The following three functions are going to be used throughout the notebook.
They comprise the loading of binary files using Pickle (**load_pickle_file**), single image plotting (**plot_image**), and multiple image plotting (**plot_multiple_images**).

In [None]:
from matplotlib import pyplot as plt
import pickle

def load_pickle_file(filepath):
    with open(filepath, "rb") as f:
        return pickle.load(f)

def plot_image(img, figsize = (2,3)):
    plt.figure(figsize = figsize)
    plt.imshow(img)
    plt.axis("off")
    
def plot_multiple_images(*images_titles, figsize = (2, 3)):
    num_images = len(images_titles)
    fig, axs = plt.subplots(1, num_images, figsize = figsize)
    for i in range(num_images):
        axs[i].imshow(images_titles[i][0])
        axs[i].set_title(images_titles[i][1])
        axs[i].axis("off")

## Dataset

In this section, we load the CIFAR-10 dataset, which consists of 60,000 32x32 color images across 10 different classes, with 6,000 images per class.
The dataset is divided into 50,000 training images and 10,000 test images. It was already processed and it is ready to use after loading the binary files *train_set.pkl* and *test_set.pkl*.

### Load data

Training and test sets are loaded using Pickle library. If you do not have the dataset already, open this [link](https://www.dropbox.com/scl/fo/p7gfb0kpgkbrrjup340pi/AAkX2u1g-W7290-Aq7gHHvo?rlkey=vdxaj6npfy09ywh17nl8f9v6e&st=8hfq9z20&dl=0) and download it.
Place it inside the data folder.

In [None]:
import os

# Sets filepaths
dataset_folder = os.path.join("data/CIFAR10")
train_set_file = os.path.join(dataset_folder, "train_set.pkl")
test_set_file = os.path.join(dataset_folder, "test_set.pkl")

# Load sets
train_set = load_pickle_file(train_set_file)
test_set = load_pickle_file(test_set_file)

# CIFAR10 classes
CIFAR_10_CLASSES = [
    "Airplane", "Automobile", "Bird", "Cat", "Deer",
    "Dog", "Frog", "Horse","Ship","Truck"
]

## Explore image processing

Image processing is fundamental to computer vision, forming the basis for interpreting and analyzing visual information.
By applying techniques such as resizing, filtering, color adjustments, and data augmentation, image processing enhances input quality, minimizes noise, and corrects distortions.
These methods can also simulate real-world variability, helping models generalize better. 

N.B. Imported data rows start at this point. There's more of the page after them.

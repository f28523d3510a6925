//! CLI command implementations.
//!
//! Each submodule implements a specific CLI command:
//! - [`check`] - One probe cycle and a health report
//! - [`watch`] - Continuous monitoring with alerting
//! - [`rules`] - The built-in alert rules

pub mod check;
pub mod rules;
pub mod watch;

pub use check::CheckCommand;
pub use rules::RulesCommand;
pub use watch::WatchCommand;
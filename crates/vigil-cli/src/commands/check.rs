//! Check command implementation.
//!
//! Registers every configured component, runs a single check cycle and
//! prints the aggregated snapshot.

use std::io::Write;

use vigil_health::{HealthStatus, SystemHealth};

use crate::cli::CheckArgs;
use crate::config::VigilConfig;
use crate::error::{CliError, Result};
use crate::output::{HealthReport, OutputFormat};

/// Check command executor.
#[derive(Debug)]
pub struct CheckCommand<'a> {
    config: &'a VigilConfig,
}

impl<'a> CheckCommand<'a> {
    /// Create a new check command.
    #[must_use]
    pub const fn new(config: &'a VigilConfig) -> Self {
        Self { config }
    }

    /// Execute the check command.
    ///
    /// # Errors
    ///
    /// Returns an error if the monitor cannot be built, output fails, or
    /// `--strict` is set and the system is not healthy.
    pub async fn execute<W: Write>(
        &self,
        writer: &mut W,
        format: &OutputFormat,
        args: &CheckArgs,
    ) -> Result<()> {
        let health = self.run_cycle().await?;
        let status = health.status;
        format.write(writer, &HealthReport(health))?;

        if args.strict && status != HealthStatus::Healthy {
            return Err(CliError::Unhealthy(status));
        }
        Ok(())
    }

    /// Probe every component once.
    ///
    /// # Errors
    ///
    /// Returns an error if the monitor cannot be built.
    pub async fn run_cycle(&self) -> Result<SystemHealth> {
        let monitor = self.config.build_monitor()?;
        Ok(monitor.check_all_components().await)
    }
}

#[cfg(test)]
mod tests {
    use super::*;
    use crate::cli::Format;
    use tokio::net::TcpListener;

    fn config_with(components: &str) -> VigilConfig {
        VigilConfig::from_json(&format!(r#"{{ "components": [{components}] }}"#)).unwrap()
    }

    #[tokio::test]
    async fn no_components_is_unknown() {
        let config = VigilConfig::default();
        let health = CheckCommand::new(&config).run_cycle().await.unwrap();
        assert_eq!(health.status, HealthStatus::Unknown);
        assert_eq!(health.total_components(), 0);
    }

    #[tokio::test]
    async fn listening_port_is_healthy() {
        let listener = TcpListener::bind("127.0.0.1:0").await.unwrap();
        let addr = listener.local_addr().unwrap();
        let config = config_with(&format!(
            r#"{{ "name": "local", "probe": {{ "kind": "tcp", "address": "{addr}" }} }}"#
        ));

        let mut buf = Vec::new();
        CheckCommand::new(&config)
            .execute(&mut buf, &OutputFormat::new(Format::Json), &CheckArgs { strict: true })
            .await
            .unwrap();

        let value: serde_json::Value = serde_json::from_slice(&buf).unwrap();
        assert_eq!(value["status"], "healthy");
        assert_eq!(value["components"]["local"]["status"], "healthy");
    }

    #[tokio::test]
    async fn strict_fails_when_unhealthy() {
        let listener = TcpListener::bind("127.0.0.1:0").await.unwrap();
        let addr = listener.local_addr().unwrap();
        drop(listener);
        let config = config_with(&format!(
            r#"{{ "name": "gone", "probe": {{ "kind": "tcp", "address": "{addr}" }} }}"#
        ));

        let mut buf = Vec::new();
        let err = CheckCommand::new(&config)
            .execute(&mut buf, &OutputFormat::default(), &CheckArgs { strict: true })
            .await
            .unwrap_err();

        assert!(matches!(err, CliError::Unhealthy(HealthStatus::Unhealthy)));
        let text = String::from_utf8(buf).unwrap();
        assert!(text.starts_with("System Health: unhealthy"));
    }
}
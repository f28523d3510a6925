//! # vigil-cli
//!
//! Command-line host for the Vigil health monitor and alert manager.
//!
//! Provides commands for:
//! - One-shot health checks of configured components
//! - Continuous monitoring with rule evaluation and notifications
//! - Listing the built-in alert rules
//!
//! Components are probed over TCP or HTTP as described in a JSON
//! configuration file (see [`config`]).

#![forbid(unsafe_code)]
#![warn(missing_docs)]

pub mod cli;
pub mod commands;
pub mod config;
pub mod error;
pub mod output;
pub mod probes;

pub use cli::{CheckArgs, Cli, Commands, Format, LogFormat, WatchArgs};
pub use config::VigilConfig;
pub use error::CliError;
pub use output::OutputFormat;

In this notebook, we explore three categories of image transformations: **geometric transformations**, **image filtering**, and **photometric transformations**.
The following cells contain a series of exercicies designed to help you explore the OpenCV-Python library. 

If you are unfamiliar with a particular method, refer to the [Image Processing in OpenCV](https://docs.opencv.org/4.x/d2/d96/tutorial_py_table_of_contents_imgproc.html) documentation.
There you can find the description of the functions needed for [Geometric transformations](https://docs.opencv.org/4.x/da/d6e/tutorial_py_geometric_transformations.html) and [image filtering](https://docs.opencv.org/4.x/d4/d13/tutorial_py_filtering.html).
Regarding photometric transformations, openCV documentation does not have a specific page for that.
To adjust brightness and contrast, you can read [Changing the contrast and brightness of an image!](https://docs.opencv.org/4.x/d3/dc1/tutorial_basic_linear_transform.html).
To adjust saturation, first convert the image to the HSV color space using [`cv2.cvtColor`](https://docs.opencv.org/4.x/d8/d01/group__imgproc__color__conversions.html#gaf86c09fe702ed037c03c2bc603ceab14).
Then, split the image into Hue, Saturation, and Value channels with [`cv2.split`](https://docs.opencv.org/4.x/df/df2/group__core__hal__interface__split.html).
Modify the Saturation channel as needed, merge the channels back together using [`cv2.merge`](https://docs.opencv.org/4.x/df/d2e/group__core__hal__interface__merge.html), and finally convert the image back to the RGB color space.

### Example image

In [None]:
import numpy as np

# Select image
image = train_set[0][9]

# Convert image from (C, H, W) to (H, W, C)
image = np.transpose(image, (1,2,0))

# Plot image
plot_image(image)

### Geometric transformation

Geometric transformations alter the spatial structure of the image while preserving its semantic content.
They help the model become invariant to different orientations and scales:

- **Scaling**: Resizes the image to a specific size, often required to match input dimensions for image classifiers.
  It uses interpolation to obtain the new pixel-values.
- **Cropping**: Extracts a subregion of the image; useful for focusing on important parts or adding variability.
- **Horizontal and vertical flip**: Flips the image along the x-axis or y-axis; helps the model learn symmetry.
- **Rotation**: Rotates the image by a small angle to simulate different orientations of the objects.

#### Scaling

In [None]:
%reload_ext tutorial.tests.testsuite

In [None]:
%%ipytest

import cv2
def solution_scale_image(img, scale_factor: float):
    # Start your code here
    return
    # End your code here

In [None]:
# Scale image by half
scaled_image = solution_scale_image(image, 0.5)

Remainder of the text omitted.